I want to send a PDF file to Gemini Flash using the API. To get the code, I uploaded a pdf file to the AI Studio chat, and then copied the code generated to create a python script to upload a PDF to flash. But, the script returns an error:
google.api_core.exceptions.InvalidArgument: 400 Unsupported MIME type: application/pdf
The Google documentation specifically says that Gemini Pro 1.5 and Gemini Flash 1.5 APIs support PDF uploads: Learn about the Gemini models | Vertex AI for Firebase.
I did search the developer forum and found a solution, which is the process I followed. But it does not work. “How to use the Gemini API with a PDF”. How to use the Gemini API with a PDF?
I don’t want to send extracted text, I need to send the PDF itself because I want the model to look at it and respond to prompts about specific formatting.
1 Like
Just an FYI:
It took me almost two weeks to finally get PDF upload working. Apparently, you can NOT upload PDF files to Gemini through the Google AI Studio API. Only through the Vertex AI API.

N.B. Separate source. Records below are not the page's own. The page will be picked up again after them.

//! Domain model for the enforcement engine.

pub mod changeset;
pub mod context;
pub mod error;
pub mod repo_state;
pub mod rule;
pub mod verdict;

pub use changeset::{classify_path, AddedLine, Changeset, FileClass, FileStatus, StagedFile};
pub use context::EnforcementContext;
pub use error::{FlowforgeError, Result};
pub use repo_state::RepoState;
pub use rule::{Finding, RuleId, RuleResult, Severity};
pub use verdict::{BypassNotice, Verdict};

First you’ve got to set up your environment to use the Vertext AI API.
- So I needed to install:
- gcloud cli (Google Cloud SDK)
- During this process, I also set my credentials using the user authentication process:
- google-cloud-aiplatform (Python SDK)
- This installs the Vertex AI API
Here is the base code I worked with: Process a PDF file with Gemini 1.5 Pro | Generative AI on Vertex AI | Google Cloud
Also note that you will need to create your own Google Cloud Storage buckets for file upload: https://console.cloud.google.com
Then from Navigation Menu, select “Cloud Storage” → “Buckets”. So when you upload, these are your variables:
`print(f"File {local_file_path} uploaded to gs://{bucket_name}/{destination_blob_name}")`
And that’s it. Just providing this in case it helps someone else in the same boat down the line. What an adventure!
This might not be the best solution.
Both pricing and quotas are very different between VertexAPI and Gemini API, being this last one a lot cheaper
To deal with the PDF issue, simple just extract the text from the pdf and pass it as context. If there is no text, just convert the pdf to Ong and pass the images as context. It is basically what Gemini does behind the scene, I am told
I just realized that I failed to mention my specific use case for this.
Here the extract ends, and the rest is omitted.